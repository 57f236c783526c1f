//! Structured results emitted by functions and the per-package ledger.

use std::fmt;

use serde::{Deserialize, Serialize};
use serde_json::Value as Json;

pub const RESULT_LIST_API_VERSION: &str = "kpt.dev/v1";
pub const RESULT_LIST_KIND: &str = "FunctionResultList";
pub const RESULT_LIST_NAME: &str = "fnresults";

#[derive(Debug, Clone, Copy, Default, PartialEq, Eq, Serialize, Deserialize)]
#[serde(rename_all = "lowercase")]
pub enum Severity {
    #[default]
    #[serde(alias = "")]
    Info,
    Warning,
    Error,
}

impl Severity {
    pub fn as_str(&self) -> &'static str {
        match self {
            Severity::Info => "info",
            Severity::Warning => "warning",
            Severity::Error => "error",
        }
    }
}

#[derive(Debug, Clone, Default, PartialEq, Eq, Serialize, Deserialize)]
#[serde(rename_all = "camelCase")]
pub struct ResourceRef {
    #[serde(default, skip_serializing_if = "String::is_empty")]
    pub api_version: String,
    #[serde(default, skip_serializing_if = "String::is_empty")]
    pub kind: String,
    #[serde(default, skip_serializing_if = "String::is_empty")]
    pub name: String,
    #[serde(default, skip_serializing_if = "String::is_empty")]
    pub namespace: String,
}

#[derive(Debug, Clone, Default, PartialEq, Eq, Serialize, Deserialize)]
pub struct FileRef {
    #[serde(default, skip_serializing_if = "String::is_empty")]
    pub path: String,
    #[serde(default, skip_serializing_if = "is_zero")]
    pub index: usize,
}

#[derive(Debug, Clone, Default, PartialEq, Serialize, Deserialize)]
#[serde(rename_all = "camelCase")]
pub struct FieldRef {
    #[serde(default, skip_serializing_if = "String::is_empty")]
    pub path: String,
    #[serde(default, skip_serializing_if = "Option::is_none")]
    pub current_value: Option<Json>,
    #[serde(default, skip_serializing_if = "Option::is_none")]
    pub proposed_value: Option<Json>,
}

/// One diagnostic emitted by a function. Advisory only.
#[derive(Debug, Clone, Default, PartialEq, Serialize, Deserialize)]
#[serde(rename_all = "camelCase")]
pub struct ResultItem {
    #[serde(default)]
    pub message: String,
    #[serde(default)]
    pub severity: Severity,
    #[serde(default, skip_serializing_if = "Option::is_none")]
    pub resource_ref: Option<ResourceRef>,
    #[serde(default, skip_serializing_if = "Option::is_none")]
    pub field: Option<FieldRef>,
    #[serde(default, skip_serializing_if = "Option::is_none")]
    pub file: Option<FileRef>,
}

impl ResultItem {
    pub fn info(message: impl Into<String>) -> Self {
        Self { message: message.into(), ..Default::default() }
    }

    pub fn error(message: impl Into<String>) -> Self {
        Self { message: message.into(), severity: Severity::Error, ..Default::default() }
    }

    pub fn with_file(mut self, path: impl Into<String>) -> Self {
        self.file = Some(FileRef { path: path.into(), index: 0 });
        self
    }
}

/// `[SEVERITY] message in object a/v/Kind/ns/name in file "f" in field "p"`
impl fmt::Display for ResultItem {
    fn fmt(&self, f: &mut fmt::Formatter<'_>) -> fmt::Result {
        write!(f, "[{}] {}", self.severity.as_str().to_uppercase(), self.message)?;
        if let Some(r) = self.resource_ref.as_ref().filter(|r| !r.kind.is_empty()) {
            f.write_str(" in object ")?;
            if !r.api_version.is_empty() {
                write!(f, "{}/", r.api_version)?;
            }
            write!(f, "{}/", r.kind)?;
            if !r.namespace.is_empty() {
                write!(f, "{}/", r.namespace)?;
            }
            f.write_str(&r.name)?;
        }
        if let Some(file) = self.file.as_ref().filter(|x| !x.path.is_empty()) {
            write!(f, " in file {:?}", file.path)?;
        }
        if let Some(field) = self.field.as_ref().filter(|x| !x.path.is_empty()) {
            write!(f, " in field {:?}", field.path)?;
        }
        Ok(())
    }
}

/// Ledger entry for one function invocation.
#[derive(Debug, Clone, Default, PartialEq, Serialize, Deserialize)]
#[serde(rename_all = "camelCase")]
pub struct FnResult {
    #[serde(default, skip_serializing_if = "String::is_empty")]
    pub image: String,
    #[serde(default, rename = "exec", skip_serializing_if = "String::is_empty")]
    pub exec_path: String,
    #[serde(default, skip_serializing_if = "String::is_empty")]
    pub stderr: String,
    #[serde(default)]
    pub exit_code: i32,
    #[serde(default, skip_serializing_if = "Vec::is_empty")]
    pub results: Vec<ResultItem>,
}

impl FnResult {
    /// Image reference, or the exec path for local functions.
    pub fn name(&self) -> &str {
        if self.image.is_empty() { &self.exec_path } else { &self.image }
    }
}

#[derive(Debug, Clone, PartialEq, Serialize, Deserialize)]
pub struct ResultListMeta {
    pub name: String,
}

/// Package-scoped, append-only ledger of function results.
///
/// `exitCode` is written for readers of `results.yaml` but never trusted on
/// the way back in: it is recomputed from the entries.
#[derive(Debug, Clone, PartialEq, Serialize, Deserialize)]
#[serde(rename_all = "camelCase", from = "ResultListDoc")]
pub struct ResultList {
    api_version: String,
    kind: String,
    metadata: ResultListMeta,
    exit_code: i32,
    items: Vec<FnResult>,
}

#[derive(Deserialize)]
#[serde(rename_all = "camelCase")]
struct ResultListDoc {
    api_version: String,
    kind: String,
    metadata: ResultListMeta,
    #[serde(default)]
    items: Vec<FnResult>,
}

impl From<ResultListDoc> for ResultList {
    fn from(doc: ResultListDoc) -> Self {
        let mut list = ResultList { api_version: doc.api_version, kind: doc.kind, metadata: doc.metadata, ..Default::default() };
        for item in doc.items {
            list.push(item);
        }
        list
    }
}

impl Default for ResultList {
    fn default() -> Self {
        Self {
            api_version: RESULT_LIST_API_VERSION.to_string(),
            kind: RESULT_LIST_KIND.to_string(),
            metadata: ResultListMeta { name: RESULT_LIST_NAME.to_string() },
            exit_code: 0,
            items: Vec::new(),
        }
    }
}

impl ResultList {
    pub fn new() -> Self { Self::default() }

    /// Append an entry. The aggregate exit code turns 1 once any entry failed.
    pub fn push(&mut self, item: FnResult) {
        self.items.push(item);
        self.exit_code = self.exit_code();
    }

    /// Append every entry of another ledger, in order.
    pub fn extend(&mut self, other: ResultList) {
        for item in other.items {
            self.push(item);
        }
    }

    pub fn items(&self) -> &[FnResult] { &self.items }
    /// 1 if any entry exited non-zero, else 0.
    pub fn exit_code(&self) -> i32 {
        self.items.iter().any(|i| i.exit_code != 0) as i32
    }
    pub fn len(&self) -> usize { self.items.len() }
    pub fn is_empty(&self) -> bool { self.items.is_empty() }

    pub fn to_yaml(&self) -> anyhow::Result<String> {
        Ok(serde_yaml::to_string(self)?)
    }
}

fn is_zero(n: &usize) -> bool { *n == 0 }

▸ What you should do:
Starting at the first line and ending at the last, restate the material word for word.

▸ Task output:
repository 57f236c783526c1f
//! Structured results emitted by functions and the per-package ledger.

use std::fmt;

use serde::{Deserialize, Serialize};
use serde_json::Value as Json;

pub const RESULT_LIST_API_VERSION: &str = "kpt.dev/v1";
pub const RESULT_LIST_KIND: &str = "FunctionResultList";
pub const RESULT_LIST_NAME: &str = "fnresults";

#[derive(Debug, Clone, Copy, Default, PartialEq, Eq, Serialize, Deserialize)]
#[serde(rename_all = "lowercase")]
pub enum Severity {
    #[default]
    #[serde(alias = "")]
    Info,
    Warning,
    Error,
}

impl Severity {
    pub fn as_str(&self) -> &'static str {
        match self {
            Severity::Info => "info",
            Severity::Warning => "warning",
            Severity::Error => "error",
        }
    }
}

#[derive(Debug, Clone, Default, PartialEq, Eq, Serialize, Deserialize)]
#[serde(rename_all = "camelCase")]
pub struct ResourceRef {
    #[serde(default, skip_serializing_if = "String::is_empty")]
    pub api_version: String,
    #[serde(default, skip_serializing_if = "String::is_empty")]
    pub kind: String,
    #[serde(default, skip_serializing_if = "String::is_empty")]
    pub name: String,
    #[serde(default, skip_serializing_if = "String::is_empty")]
    pub namespace: String,
}

#[derive(Debug, Clone, Default, PartialEq, Eq, Serialize, Deserialize)]
pub struct FileRef {
    #[serde(default, skip_serializing_if = "String::is_empty")]
    pub path: String,
    #[serde(default, skip_serializing_if = "is_zero")]
    pub index: usize,
}

#[derive(Debug, Clone, Default, PartialEq, Serialize, Deserialize)]
#[serde(rename_all = "camelCase")]
pub struct FieldRef {
    #[serde(default, skip_serializing_if = "String::is_empty")]
    pub path: String,
    #[serde(default, skip_serializing_if = "Option::is_none")]
    pub current_value: Option<Json>,
    #[serde(default, skip_serializing_if = "Option::is_none")]
    pub proposed_value: Option<Json>,
}

/// One diagnostic emitted by a function. Advisory only.
#[derive(Debug, Clone, Default, PartialEq, Serialize, Deserialize)]
#[serde(rename_all = "camelCase")]
pub struct ResultItem {
    #[serde(default)]
    pub message: String,
    #[serde(default)]
    pub severity: Severity,
    #[serde(default, skip_serializing_if = "Option::is_none")]
    pub resource_ref: Option<ResourceRef>,
    #[serde(default, skip_serializing_if = "Option::is_none")]
    pub field: Option<FieldRef>,
    #[serde(default, skip_serializing_if = "Option::is_none")]
    pub file: Option<FileRef>,
}

impl ResultItem {
    pub fn info(message: impl Into<String>) -> Self {
        Self { message: message.into(), ..Default::default() }
    }

    pub fn error(message: impl Into<String>) -> Self {
        Self { message: message.into(), severity: Severity::Error, ..Default::default() }
    }

    pub fn with_file(mut self, path: impl Into<String>) -> Self {
        self.file = Some(FileRef { path: path.into(), index: 0 });
        self
    }
}

/// `[SEVERITY] message in object a/v/Kind/ns/name in file "f" in field "p"`
impl fmt::Display for ResultItem {
    fn fmt(&self, f: &mut fmt::Formatter<'_>) -> fmt::Result {
        write!(f, "[{}] {}", self.severity.as_str().to_uppercase(), self.message)?;
        if let Some(r) = self.resource_ref.as_ref().filter(|r| !r.kind.is_empty()) {
            f.write_str(" in object ")?;
            if !r.api_version.is_empty() {
                write!(f, "{}/", r.api_version)?;
            }
            write!(f, "{}/", r.kind)?;
            if !r.namespace.is_empty() {
                write!(f, "{}/", r.namespace)?;
            }
            f.write_str(&r.name)?;
        }
        if let Some(file) = self.file.as_ref().filter(|x| !x.path.is_empty()) {
            write!(f, " in file {:?}", file.path)?;
        }
        if let Some(field) = self.field.as_ref().filter(|x| !x.path.is_empty()) {
            write!(f, " in field {:?}", field.path)?;
        }
        Ok(())
    }
}

/// Ledger entry for one function invocation.
#[derive(Debug, Clone, Default, PartialEq, Serialize, Deserialize)]
#[serde(rename_all = "camelCase")]
pub struct FnResult {
    #[serde(default, skip_serializing_if = "String::is_empty")]
    pub image: String,
    #[serde(default, rename = "exec", skip_serializing_if = "String::is_empty")]
    pub exec_path: String,
    #[serde(default, skip_serializing_if = "String::is_empty")]
    pub stderr: String,
    #[serde(default)]
    pub exit_code: i32,
    #[serde(default, skip_serializing_if = "Vec::is_empty")]
    pub results: Vec<ResultItem>,
}

impl FnResult {
    /// Image reference, or the exec path for local functions.
    pub fn name(&self) -> &str {
        if self.image.is_empty() { &self.exec_path } else { &self.image }
    }
}

#[derive(Debug, Clone, PartialEq, Serialize, Deserialize)]
pub struct ResultListMeta {
    pub name: String,
}

/// Package-scoped, append-only ledger of function results.
///
/// `exitCode` is written for readers of `results.yaml` but never trusted on
/// the way back in: it is recomputed from the entries.
#[derive(Debug, Clone, PartialEq, Serialize, Deserialize)]
#[serde(rename_all = "camelCase", from = "ResultListDoc")]
pub struct ResultList {
    api_version: String,
    kind: String,
    metadata: ResultListMeta,
    exit_code: i32,
    items: Vec<FnResult>,
}

#[derive(Deserialize)]
#[serde(rename_all = "camelCase")]
struct ResultListDoc {
    api_version: String,
    kind: String,
    metadata: ResultListMeta,
    #[serde(default)]
    items: Vec<FnResult>,
}

impl From<ResultListDoc> for ResultList {
    fn from(doc: ResultListDoc) -> Self {
        let mut list = ResultList { api_version: doc.api_version, kind: doc.kind, metadata: doc.metadata, ..Default::default() };
        for item in doc.items {
            list.push(item);
        }
        list
    }
}

impl Default for ResultList {
    fn default() -> Self {
        Self {
            api_version: RESULT_LIST_API_VERSION.to_string(),
            kind: RESULT_LIST_KIND.to_string(),
            metadata: ResultListMeta { name: RESULT_LIST_NAME.to_string() },
            exit_code: 0,
            items: Vec::new(),
        }
    }
}

impl ResultList {
    pub fn new() -> Self { Self::default() }

    /// Append an entry. The aggregate exit code turns 1 once any entry failed.
    pub fn push(&mut self, item: FnResult) {
        self.items.push(item);
        self.exit_code = self.exit_code();
    }

    /// Append every entry of another ledger, in order.
    pub fn extend(&mut self, other: ResultList) {
        for item in other.items {
            self.push(item);
        }
    }

    pub fn items(&self) -> &[FnResult] { &self.items }
    /// 1 if any entry exited non-zero, else 0.
    pub fn exit_code(&self) -> i32 {
        self.items.iter().any(|i| i.exit_code != 0) as i32
    }
    pub fn len(&self) -> usize { self.items.len() }
    pub fn is_empty(&self) -> bool { self.items.is_empty() }

    pub fn to_yaml(&self) -> anyhow::Result<String> {
        Ok(serde_yaml::to_string(self)?)
    }
}

fn is_zero(n: &usize) -> bool { *n == 0 }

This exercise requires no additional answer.